(Beginning of Information given)

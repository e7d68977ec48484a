//! In-memory package: package-level relationships plus an ordered part list.

use crate::ooxml::opc::packuri::PackURI;
use crate::ooxml::opc::part::Part;
use crate::ooxml::opc::rel::Relationships;

#[derive(Debug, Default)]
pub struct OpcPackage {
    rels: Relationships,
    parts: Vec<Part>,
}

impl OpcPackage {
    pub fn new() -> Self {
        Self::default()
    }

    /// Append a part. Parts are written in the order they were added.
    pub fn add_part(&mut self, part: Part) {
        self.parts.push(part);
    }

    #[inline]
    pub fn iter_parts(&self) -> impl Iterator<Item = &Part> {
        self.parts.iter()
    }

    #[inline]
    pub fn part_count(&self) -> usize {
        self.parts.len()
    }

    #[inline]
    pub fn rels(&self) -> &Relationships {
        &self.rels
    }

    /// Relate the package itself to a part (e.g. the main workbook part).
    pub fn relate_to(&mut self, target: &PackURI, reltype: &str) -> String {
        let target_ref = target.relative_ref("/");
        self.rels.get_or_add(reltype, &target_ref)
    }
}
//! Chart type and option enumerations.

/// Chart type.
///
/// Bar charts have horizontal bars, column charts vertical ones.
#[derive(Debug, Clone, Copy, PartialEq, Eq, Hash)]
pub enum ChartType {
    Area,
    AreaStacked,
    AreaPercentStacked,
    Bar,
    BarStacked,
    BarPercentStacked,
    Column,
    ColumnStacked,
    ColumnPercentStacked,
    Doughnut,
    Line,
    LineStacked,
    LinePercentStacked,
    Pie,
    Radar,
    RadarWithMarkers,
    RadarFilled,
    Scatter,
    ScatterStraightWithMarkers,
    ScatterStraight,
    ScatterSmoothWithMarkers,
    ScatterSmooth,
    Stock,
}

impl ChartType {
    /// Plot element name inside `c:plotArea`.
    #[inline]
    pub(crate) fn xml_element_name(&self) -> &'static str {
        match self {
            Self::Area | Self::AreaStacked | Self::AreaPercentStacked => "c:areaChart",
            Self::Bar
            | Self::BarStacked
            | Self::BarPercentStacked
            | Self::Column
            | Self::ColumnStacked
            | Self::ColumnPercentStacked => "c:barChart",
            Self::Doughnut => "c:doughnutChart",
            Self::Line | Self::LineStacked | Self::LinePercentStacked => "c:lineChart",
            Self::Pie => "c:pieChart",
            Self::Radar | Self::RadarWithMarkers | Self::RadarFilled => "c:radarChart",
            Self::Scatter
            | Self::ScatterStraightWithMarkers
            | Self::ScatterStraight
            | Self::ScatterSmoothWithMarkers
            | Self::ScatterSmooth => "c:scatterChart",
            Self::Stock => "c:stockChart",
        }
    }

    /// Value of `c:grouping`, for the types that have one.
    pub(crate) fn grouping(&self) -> Option<&'static str> {
        match self {
            Self::Area | Self::Line => Some("standard"),
            Self::Bar | Self::Column => Some("clustered"),
            Self::AreaStacked | Self::BarStacked | Self::ColumnStacked | Self::LineStacked => {
                Some("stacked")
            },
            Self::AreaPercentStacked
            | Self::BarPercentStacked
            | Self::ColumnPercentStacked
            | Self::LinePercentStacked => Some("percentStacked"),
            _ => None,
        }
    }

    /// Value of `c:barDir`.
    pub(crate) fn bar_direction(&self) -> Option<&'static str> {
        match self {
            Self::Bar | Self::BarStacked | Self::BarPercentStacked => Some("bar"),
            Self::Column | Self::ColumnStacked | Self::ColumnPercentStacked => Some("col"),
            _ => None,
        }
    }

    #[inline]
    pub(crate) const fn is_pie_like(&self) -> bool {
        matches!(self, Self::Pie | Self::Doughnut)
    }

    #[inline]
    pub(crate) const fn is_scatter(&self) -> bool {
        matches!(
            self,
            Self::Scatter
                | Self::ScatterStraightWithMarkers
                | Self::ScatterStraight
                | Self::ScatterSmoothWithMarkers
                | Self::ScatterSmooth
        )
    }

    #[inline]
    pub(crate) const fn is_bar(&self) -> bool {
        matches!(self, Self::Bar | Self::BarStacked | Self::BarPercentStacked)
    }

    #[inline]
    pub(crate) const fn is_stacked(&self) -> bool {
        matches!(
            self,
            Self::AreaStacked
                | Self::AreaPercentStacked
                | Self::BarStacked
                | Self::BarPercentStacked
                | Self::ColumnStacked
                | Self::ColumnPercentStacked
                | Self::LineStacked
                | Self::LinePercentStacked
        )
    }

    #[inline]
    pub(crate) const fn is_percent_stacked(&self) -> bool {
        matches!(
            self,
            Self::AreaPercentStacked
                | Self::BarPercentStacked
                | Self::ColumnPercentStacked
                | Self::LinePercentStacked
        )
    }

    /// Series in these types show no markers unless asked to.
    pub(crate) const fn hides_markers(&self) -> bool {
        matches!(self, Self::Radar | Self::ScatterStraight | Self::ScatterSmooth | Self::Stock)
    }

    /// Series in these types show no connecting line unless asked to.
    pub(crate) const fn hides_lines(&self) -> bool {
        matches!(self, Self::Scatter | Self::Stock)
    }

    pub(crate) const fn is_smooth(&self) -> bool {
        matches!(self, Self::ScatterSmooth | Self::ScatterSmoothWithMarkers)
    }

    pub(crate) fn radar_style(&self) -> &'static str {
        match self {
            Self::RadarFilled => "filled",
            _ => "marker",
        }
    }

    pub(crate) fn scatter_style(&self) -> &'static str {
        if self.is_smooth() {
            "smoothMarker"
        } else {
            "lineMarker"
        }
    }
}

/// Legend position.
#[derive(Debug, Clone, Copy, PartialEq, Eq, Hash, Default)]
pub enum ChartLegendPosition {
    #[default]
    Right,
    Left,
    Top,
    Bottom,
    TopRight,
}

impl ChartLegendPosition {
    #[inline]
    pub(crate) fn xml_value(&self) -> &'static str {
        match self {
            Self::Right => "r",
            Self::Left => "l",
            Self::Top => "t",
            Self::Bottom => "b",
            Self::TopRight => "tr",
        }
    }
}

/// Marker symbol.
#[derive(Debug, Clone, Copy, PartialEq, Eq, Hash, Default)]
pub enum ChartMarkerType {
    #[default]
    Automatic,
    None,
    Square,
    Diamond,
    Triangle,
    X,
    Star,
    Dot,
    Dash,
    Circle,
    PlusSign,
}

impl ChartMarkerType {
    #[inline]
    pub(crate) fn xml_value(&self) -> &'static str {
        match self {
            Self::Automatic => "auto",
            Self::None => "none",
            Self::Square => "square",
            Self::Diamond => "diamond",
            Self::Triangle => "triangle",
            Self::X => "x",
            Self::Star => "star",
            Self::Dot => "dot",
            Self::Dash => "dash",
            Self::Circle => "circle",
            Self::PlusSign => "plus",
        }
    }
}

/// Data label position relative to its point.
#[derive(Debug, Clone, Copy, PartialEq, Eq, Hash)]
pub enum ChartDataLabelPosition {
    Center,
    Right,
    Left,
    Above,
    Below,
    InsideBase,
    InsideEnd,
    OutsideEnd,
    BestFit,
}

impl ChartDataLabelPosition {
    #[inline]
    pub(crate) fn xml_value(&self) -> &'static str {
        match self {
            Self::Center => "ctr",
            Self::Right => "r",
            Self::Left => "l",
            Self::Above => "t",
            Self::Below => "b",
            Self::InsideBase => "inBase",
            Self::InsideEnd => "inEnd",
            Self::OutsideEnd => "outEnd",
            Self::BestFit => "bestFit",
        }
    }
}

/// How empty cells in a data range are plotted.
#[derive(Debug, Clone, Copy, PartialEq, Eq, Hash, Default)]
pub enum ChartEmptyCells {
    #[default]
    Gaps,
    Zero,
    Connected,
}

impl ChartEmptyCells {
    #[inline]
    pub(crate) fn xml_value(&self) -> &'static str {
        match self {
            Self::Gaps => "gap",
            Self::Zero => "zero",
            Self::Connected => "span",
        }
    }
}

/// Gradient shape.
#[derive(Debug, Clone, Copy, PartialEq, Eq, Hash, Default)]
pub enum ChartGradientFillType {
    #[default]
    Linear,
    Radial,
    Rectangular,
    Path,
}

impl ChartGradientFillType {
    /// `a:path/@path` for the non-linear types.
    pub(crate) fn path(&self) -> Option<&'static str> {
        match self {
            Self::Linear => None,
            Self::Radial => Some("circle"),
            Self::Rectangular => Some("rect"),
            Self::Path => Some("shape"),
        }
    }
}

/// Line dash styles.
#[derive(Debug, Clone, Copy, PartialEq, Eq, Hash, Default)]
pub enum ChartLineDashType {
    #[default]
    Solid,
    RoundDot,
    SquareDot,
    Dash,
    DashDot,
    LongDash,
    LongDashDot,
    LongDashDotDot,
}

impl ChartLineDashType {
    #[inline]
    pub(crate) fn xml_value(&self) -> &'static str {
        match self {
            Self::Solid => "solid",
            Self::RoundDot => "sysDot",
            Self::SquareDot => "sysDash",
            Self::Dash => "dash",
            Self::DashDot => "dashDot",
            Self::LongDash => "lgDash",
            Self::LongDashDot => "lgDashDot",
            Self::LongDashDotDot => "lgDashDotDot",
        }
    }
}

/// Preset fill patterns.
#[derive(Debug, Clone, Copy, PartialEq, Eq, Hash, Default)]
pub enum ChartPatternFillType {
    #[default]
    Percent5,
    Percent10,
    Percent20,
    Percent25,
    Percent30,
    Percent40,
    Percent50,
    Percent60,
    Percent70,
    Percent75,
    Percent80,
    Percent90,
    LightHorizontal,
    LightVertical,
    DarkHorizontal,
    DarkVertical,
    NarrowHorizontal,
    NarrowVertical,
    DashedHorizontal,
    DashedVertical,
    Horizontal,
    Vertical,
    Cross,
    DownwardDiagonal,
    UpwardDiagonal,
    LightDownwardDiagonal,
    LightUpwardDiagonal,
    DarkDownwardDiagonal,
    DarkUpwardDiagonal,
    WideDownwardDiagonal,
    WideUpwardDiagonal,
    DiagonalCross,
    SmallCheck,
    LargeCheck,
    SmallGrid,
    LargeGrid,
    DottedGrid,
    SmallConfetti,
    LargeConfetti,
    HorizontalBrick,
    DiagonalBrick,
    SolidDiamond,
    OutlinedDiamond,
    DottedDiamond,
    Plaid,
    Sphere,
    Weave,
    Divot,
    Shingle,
    Wave,
    Trellis,
    ZigZag,
}

impl ChartPatternFillType {
    /// Value of `a:pattFill/@prst`.
    pub(crate) fn xml_value(&self) -> &'static str {
        match self {
            Self::Percent5 => "pct5",
            Self::Percent10 => "pct10",
            Self::Percent20 => "pct20",
            Self::Percent25 => "pct25",
            Self::Percent30 => "pct30",
            Self::Percent40 => "pct40",
            Self::Percent50 => "pct50",
            Self::Percent60 => "pct60",
            Self::Percent70 => "pct70",
            Self::Percent75 => "pct75",
            Self::Percent80 => "pct80",
            Self::Percent90 => "pct90",
            Self::LightHorizontal => "ltHorz",
            Self::LightVertical => "ltVert",
            Self::DarkHorizontal => "dkHorz",
            Self::DarkVertical => "dkVert",
            Self::NarrowHorizontal => "narHorz",
            Self::NarrowVertical => "narVert",
            Self::DashedHorizontal => "dashHorz",
            Self::DashedVertical => "dashVert",
            Self::Horizontal => "horz",
            Self::Vertical => "vert",
            Self::Cross => "cross",
            Self::DownwardDiagonal => "dnDiag",
            Self::UpwardDiagonal => "upDiag",
            Self::LightDownwardDiagonal => "ltDnDiag",
            Self::LightUpwardDiagonal => "ltUpDiag",
            Self::DarkDownwardDiagonal => "dkDnDiag",
            Self::DarkUpwardDiagonal => "dkUpDiag",
            Self::WideDownwardDiagonal => "wdDnDiag",
            Self::WideUpwardDiagonal => "wdUpDiag",
            Self::DiagonalCross => "diagCross",
            Self::SmallCheck => "smCheck",
            Self::LargeCheck => "lgCheck",
            Self::SmallGrid => "smGrid",
            Self::LargeGrid => "lgGrid",
            Self::DottedGrid => "dotGrid",
            Self::SmallConfetti => "smConfetti",
            Self::LargeConfetti => "lgConfetti",
            Self::HorizontalBrick => "horzBrick",
            Self::DiagonalBrick => "diagBrick",
            Self::SolidDiamond => "solidDmnd",
            Self::OutlinedDiamond => "openDmnd",
            Self::DottedDiamond => "dotDmnd",
            Self::Plaid => "plaid",
            Self::Sphere => "sphere",
            Self::Weave => "weave",
            Self::Divot => "divot",
            Self::Shingle => "shingle",
            Self::Wave => "wave",
            Self::Trellis => "trellis",
            Self::ZigZag => "zigZag",
        }
    }
}

/// Axis label position.
#[derive(Debug, Clone, Copy, PartialEq, Eq, Hash, Default)]
pub enum ChartAxisLabelPosition {
    #[default]
    NextTo,
    High,
    Low,
    None,
}

impl ChartAxisLabelPosition {
    #[inline]
    pub(crate) fn xml_value(&self) -> &'static str {
        match self {
            Self::NextTo => "nextTo",
            Self::High => "high",
            Self::Low => "low",
            Self::None => "none",
        }
    }
}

(End of Information given)

[Assigned task]: A line qualifies when it holds the word "LongDashDotDot"; report all qualifying lines from the records above.

[The completed task]:
    LongDashDotDot,
            Self::LongDashDotDot => "lgDashDotDot",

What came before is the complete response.